当前位置:网站首页>Cs231n notes (top) - applicable to 0 Foundation
Cs231n notes (top) - applicable to 0 Foundation
2022-07-05 15:55:00 【Small margin, rush】
This blog is Li Feifei :CS231n Before the computer vision course 13 Class notes
Catalog
k Proximity algorithm classifier ,k Is a super parameter
optimization - Find the gradient problem
Back propagation - Chain derivative
The first layer of visualization
Parameter by parameter adaptive learning rate method
Super parameter tuning - Random search is better than grid search
Image classification
Dataset training -> Given the image -> Judge , It should be robust
k Crossover verification : Analysis data set , Part of the training, part of the testing
k Proximity algorithm classifier ,k Is a super parameter
KNN The principle is when predicting a new value x When , According to the nearest K A point is what kind to judge x In which category .
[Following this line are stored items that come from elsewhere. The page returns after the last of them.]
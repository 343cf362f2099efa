//! The half-edge mesh and its underlying storage.
//!
//! A half-edge is one directed traversal of one side of a mesh edge,
//! bounding one face within one cell.
//! Every face of the mesh has two sides (one per adjacent cell,
//! with the outside of the mesh counting as a cell on the boundary),
//! and every side has one half-edge per edge of the face.
//! Half-edges are linked to
//! - the `next` and `prev` half-edges around the same side of the face,
//! - their twin on the other side of the face (`dual_cross_face`),
//! - the half-edge on the same edge in the same cell,
//!   bordering the other face of the cell that meets at the edge (`dual_same_cell`).
//!
//! All links are indices into a flat array owned by a [`HalfEdgeStore`].

mod data;
pub use data::{AttributeData, DataTable};

mod level;
pub use level::{NodeDof, DOF, LEVEL};

mod store;
pub use store::{HalfEdge, HalfEdgeStore, StoreOptions};

mod topology;

mod views;
pub use views::{FaceLoop, HalfEdgeView};

#[cfg(test)]
mod tests;

//

use itertools::izip;

use crate::{mesh::ConventionalMesh, Vec3};

/// A kind of mesh entity, for error messages and attribute tables.
#[derive(Clone, Copy, Debug, PartialEq, Eq, Hash)]
pub enum EntityKind {
    /// A mesh node.
    Node,
    /// An edge between two nodes.
    Edge,
    /// A face bounding one or two cells.
    Face,
    /// A polyhedral cell.
    Cell,
    /// A half-edge.
    HalfEdge,
}

impl std::fmt::Display for EntityKind {
    fn fmt(&self, f: &mut std::fmt::Formatter<'_>) -> std::fmt::Result {
        let name = match self {
            EntityKind::Node => "node",
            EntityKind::Edge => "edge",
            EntityKind::Face => "face",
            EntityKind::Cell => "cell",
            EntityKind::HalfEdge => "half-edge",
        };
        f.write_str(name)
    }
}

/// Error in building or modifying a half-edge mesh.
#[derive(thiserror::Error, Clone, Debug, PartialEq, Eq)]
pub enum HalfEdgeError {
    /// The input has no faces, cells or half-edges.
    #[error("Cannot build a half-edge mesh without faces and cells")]
    EmptyMesh,
    /// The conventional mesh doesn't know which cells are adjacent to its faces.
    #[error("The mesh does not provide face-to-cell adjacency")]
    MissingFaceToCell,
    /// A face has fewer than three edges.
    #[error("Face {face} has only {edge_count} edges")]
    DegenerateFace {
        /// Index of the face.
        face: usize,
        /// Its number of edges.
        edge_count: usize,
    },
    /// Not all faces have the same number of edges.
    #[error("Face {face} has {actual} edges, but other faces have {expected}")]
    FaceEdgeCountMismatch {
        /// Index of the offending face.
        face: usize,
        /// Edge count of the rest of the faces.
        expected: usize,
        /// Edge count of the offending face.
        actual: usize,
    },
    /// An edge of a cell doesn't have exactly two half-edges in the cell,
    /// i.e. the cell isn't a manifold polyhedron.
    #[error("Edge {nodes:?} has {count} half-edges in cell {cell} (0 is outside), expected 2")]
    NonManifoldEdge {
        /// Node indices of the edge.
        nodes: [usize; 2],
        /// The cell, as stored in [`HalfEdge::cell`].
        cell: usize,
        /// Number of half-edges found.
        count: usize,
    },
    /// `next` and `prev` are not inverses of each other.
    #[error("next and prev links are not inverses at half-edge {halfedge}")]
    InconsistentNextPrev {
        /// The half-edge where the mismatch was found.
        halfedge: usize,
    },
    /// A face loop doesn't close after the expected number of steps.
    #[error("The face loop of half-edge {halfedge} does not close after {face_edge_count} steps")]
    OpenFaceLoop {
        /// The half-edge the loop started from.
        halfedge: usize,
        /// The expected loop length.
        face_edge_count: usize,
    },
    /// `dual_cross_face` isn't an involution between distinct half-edges of one face,
    /// or both sides of a face are outside of the mesh.
    #[error("Invalid dual across the face at half-edge {halfedge}")]
    InvalidCrossFaceDual {
        /// The offending half-edge.
        halfedge: usize,
    },
    /// `dual_same_cell` isn't an involution between distinct half-edges
    /// of one edge in one cell.
    #[error("Invalid dual within the cell at half-edge {halfedge}")]
    InvalidSameCellDual {
        /// The offending half-edge.
        halfedge: usize,
    },
    /// The half-edges describe a different number of edges than expected.
    #[error("Expected {expected} edges, but the half-edges describe {actual}")]
    EdgeCountMismatch {
        /// Edge count reported by the input.
        expected: usize,
        /// Edge count derived from the half-edges.
        actual: usize,
    },
    /// Some per-entity input has the wrong length.
    #[error("Expected {expected} {entity}s, got {actual}")]
    CountMismatch {
        /// The kind of entity counted.
        entity: EntityKind,
        /// The expected count.
        expected: usize,
        /// The count given.
        actual: usize,
    },
    /// An entity index is out of range.
    #[error("{entity} index {index} is out of range for {count} {entity}s")]
    IndexOutOfRange {
        /// The kind of entity indexed.
        entity: EntityKind,
        /// The index.
        index: usize,
        /// The number of entities.
        count: usize,
    },
    /// An entity has no half-edges referring to it.
    #[error("No half-edge refers to {entity} {index}")]
    MissingHalfEdge {
        /// The kind of entity.
        entity: EntityKind,
        /// Its index.
        index: usize,
    },
    /// An attribute array doesn't have one value per entity of its table.
    #[error("Attribute '{name}' has length {actual}, expected one of {expected:?}")]
    AttributeLength {
        /// Name of the attribute.
        name: String,
        /// Lengths the table accepts.
        expected: Vec<usize>,
        /// Length of the array.
        actual: usize,
    },
}

/// An axis-aligned bounding box.
#[derive(Clone, Copy, Debug)]
pub struct BoundingBox {
    /// The minimum corner of the box.
    pub min: Vec3,
    /// The maximum corner of the box.
    pub max: Vec3,
}

/// A 3D polyhedral mesh with half-edge connectivity.
///
/// Besides the nodes and the [`HalfEdgeStore`],
/// the mesh carries tables of named attribute arrays
/// for nodes, edges and faces, cells, half-edges, and the mesh as a whole.
/// Edges and faces share one table:
/// [`edge_data`][Self::edge_data] and [`face_data`][Self::face_data]
/// are two names for the same thing.
///
/// The node attribute `"dof"` ([`NodeDof`] codes)
/// and the node, cell and half-edge attributes `"level"`
/// are created on construction and recreated on [`reinit`][Self::reinit].
#[derive(Clone, Debug)]
pub struct HalfEdgeMesh {
    nodes: Vec<Vec3>,
    store: HalfEdgeStore,
    node_data: DataTable,
    /// shared by edges and faces
    edge_face_data: DataTable,
    cell_data: DataTable,
    halfedge_data: DataTable,
    mesh_data: DataTable,
}

impl HalfEdgeMesh {
    /// Build a half-edge mesh from a conventional mesh.
    pub fn from_mesh(mesh: &impl ConventionalMesh) -> Result<Self, HalfEdgeError> {
        let store = HalfEdgeStore::from_mesh(mesh)?;
        Ok(Self::from_parts(mesh.nodes().to_vec(), store))
    }

    /// Build a half-edge mesh from nodes, raw half-edge records and subdomain tags
    /// (see [`HalfEdgeStore::new`]).
    ///
    /// The node count is taken from `nodes` unless `options` says otherwise,
    /// in which case the two must agree.
    pub fn new(
        nodes: Vec<Vec3>,
        halfedges: Vec<HalfEdge>,
        subdomain: Vec<usize>,
        options: StoreOptions,
    ) -> Result<Self, HalfEdgeError> {
        let store = Self::build_store(&nodes, halfedges, subdomain, options)?;
        Ok(Self::from_parts(nodes, store))
    }

    fn build_store(
        nodes: &[Vec3],
        halfedges: Vec<HalfEdge>,
        subdomain: Vec<usize>,
        options: StoreOptions,
    ) -> Result<HalfEdgeStore, HalfEdgeError> {
        if let Some(count) = options.node_count {
            if count != nodes.len() {
                return Err(HalfEdgeError::CountMismatch {
                    entity: EntityKind::Node,
                    expected: count,
                    actual: nodes.len(),
                });
            }
        }
        HalfEdgeStore::new(
            halfedges,
            subdomain,
            StoreOptions {
                node_count: Some(nodes.len()),
                ..options
            },
        )
    }

    fn from_parts(nodes: Vec<Vec3>, store: HalfEdgeStore) -> Self {
        let mut mesh = Self {
            nodes,
            node_data: DataTable::aligned(vec![store.node_count()]),
            edge_face_data: DataTable::aligned(vec![store.edge_count(), store.face_count()]),
            cell_data: DataTable::aligned(vec![store.cell_count()]),
            halfedge_data: DataTable::aligned(vec![store.halfedge_count()]),
            mesh_data: DataTable::unaligned(),
            store,
        };
        mesh.init_level_info(&[]);
        mesh
    }

    /// Replace the topology of the mesh, e.g. after refinement.
    ///
    /// The new store is fully built before anything is replaced,
    /// so on error the mesh is left as it was.
    /// Attribute arrays that no longer have one value per entity are dropped,
    /// and the `"dof"` and `"level"` attributes are recreated
    /// (nodes marked fixed stay fixed).
    pub fn reinit(
        &mut self,
        nodes: Vec<Vec3>,
        halfedges: Vec<HalfEdge>,
        subdomain: Vec<usize>,
        options: StoreOptions,
    ) -> Result<(), HalfEdgeError> {
        let store = Self::build_store(&nodes, halfedges, subdomain, options)?;
        let fixed = self.fixed_nodes();

        self.nodes = nodes;
        self.store = store;
        self.node_data.realign(vec![self.store.node_count()]);
        self.edge_face_data
            .realign(vec![self.store.edge_count(), self.store.face_count()]);
        self.cell_data.realign(vec![self.store.cell_count()]);
        self.halfedge_data
            .realign(vec![self.store.halfedge_count()]);
        self.init_level_info(&fixed);

        log::debug!(
            "reinitialized half-edge mesh with {} half-edges",
            self.store.halfedge_count()
        );
        Ok(())
    }

    /// Name of this kind of mesh.
    #[inline]
    pub fn meshtype(&self) -> &'static str {
        "halfedge3d"
    }

    /// Get the underlying half-edge store.
    #[inline]
    pub fn store(&self) -> &HalfEdgeStore {
        &self.store
    }

    /// Get a slice of all nodes in the mesh.
    #[inline]
    pub fn nodes(&self) -> &[Vec3] {
        &self.nodes
    }

    /// Number of nodes.
    #[inline]
    pub fn node_count(&self) -> usize {
        self.store.node_count()
    }

    /// Number of edges.
    #[inline]
    pub fn edge_count(&self) -> usize {
        self.store.edge_count()
    }

    /// Number of faces.
    #[inline]
    pub fn face_count(&self) -> usize {
        self.store.face_count()
    }

    /// Number of cells.
    #[inline]
    pub fn cell_count(&self) -> usize {
        self.store.cell_count()
    }

    //
    // attribute tables
    //

    /// Attributes with one value per node.
    #[inline]
    pub fn node_data(&self) -> &DataTable {
        &self.node_data
    }

    /// Mutable access to [`node_data`][Self::node_data].
    #[inline]
    pub fn node_data_mut(&mut self) -> &mut DataTable {
        &mut self.node_data
    }

    /// Attributes with one value per edge or per face.
    /// This is the same table as [`face_data`][Self::face_data].
    #[inline]
    pub fn edge_data(&self) -> &DataTable {
        &self.edge_face_data
    }

    /// Mutable access to [`edge_data`][Self::edge_data].
    #[inline]
    pub fn edge_data_mut(&mut self) -> &mut DataTable {
        &mut self.edge_face_data
    }

    /// Attributes with one value per face or per edge.
    /// This is the same table as [`edge_data`][Self::edge_data].
    #[inline]
    pub fn face_data(&self) -> &DataTable {
        &self.edge_face_data
    }

    /// Mutable access to [`face_data`][Self::face_data].
    #[inline]
    pub fn face_data_mut(&mut self) -> &mut DataTable {
        &mut self.edge_face_data
    }

    /// Attributes with one value per cell.
    #[inline]
    pub fn cell_data(&self) -> &DataTable {
        &self.cell_data
    }

    /// Mutable access to [`cell_data`][Self::cell_data].
    #[inline]
    pub fn cell_data_mut(&mut self) -> &mut DataTable {
        &mut self.cell_data
    }

    /// Attributes with one value per half-edge.
    #[inline]
    pub fn halfedge_data(&self) -> &DataTable {
        &self.halfedge_data
    }

    /// Mutable access to [`halfedge_data`][Self::halfedge_data].
    #[inline]
    pub fn halfedge_data_mut(&mut self) -> &mut DataTable {
        &mut self.halfedge_data
    }

    /// Attributes of the mesh as a whole, of any length.
    #[inline]
    pub fn mesh_data(&self) -> &DataTable {
        &self.mesh_data
    }

    /// Mutable access to [`mesh_data`][Self::mesh_data].
    #[inline]
    pub fn mesh_data_mut(&mut self) -> &mut DataTable {
        &mut self.mesh_data
    }

    //
    // geometry
    //

    /// Get a bounding box enclosing the entire mesh.
    pub fn bounds(&self) -> BoundingBox {
        let mut bounds = BoundingBox {
            min: Vec3::from_element(f64::MAX),
            max: Vec3::from_element(f64::MIN),
        };
        for node in &self.nodes {
            for (coord, min, max) in izip!(
                node.iter(),
                bounds.min.iter_mut(),
                bounds.max.iter_mut()
            ) {
                *min = min.min(*coord);
                *max = max.max(*coord);
            }
        }
        bounds
    }

    /// Barycenters (averages of the nodes) of every edge.
    pub fn edge_barycenters(&self) -> Vec<Vec3> {
        self.store
            .edges()
            .iter()
            .map(|&[a, b]| 0.5 * (self.nodes[a] + self.nodes[b]))
            .collect()
    }

    /// Barycenters (averages of the nodes) of every face.
    pub fn face_barycenters(&self) -> Vec<Vec3> {
        let fe = self.store.face_edge_count() as f64;
        (0..self.face_count())
            .map(|face| {
                self.store
                    .face_loop(self.store.halfedge_of_face(face))
                    .nodes()
                    .fold(Vec3::zeros(), |acc, n| acc + self.nodes[n])
                    / fe
            })
            .collect()
    }

    /// Barycenters (averages of the nodes) of every cell.
    pub fn cell_barycenters(&self) -> Vec<Vec3> {
        self.store
            .cell_to_node()
            .iter()
            .map(|cell_nodes| {
                cell_nodes
                    .iter()
                    .fold(Vec3::zeros(), |acc, &n| acc + self.nodes[n])
                    / cell_nodes.len() as f64
            })
            .collect()
    }
}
Distance calculation : Harmanton 、 European style 、L1 distance /L2
k It's worth choosing : Select a smaller one through cross validation K Values start , Increasing K Value , Then calculate the variance of the validation set , Finally find a more suitable K value .
Linear classifier
f(xi,W,b)=Wxi+b
The linear classifier calculates 3 Matrix multiplication of the values and weights of all pixels in a color channel , So as to get the classification score .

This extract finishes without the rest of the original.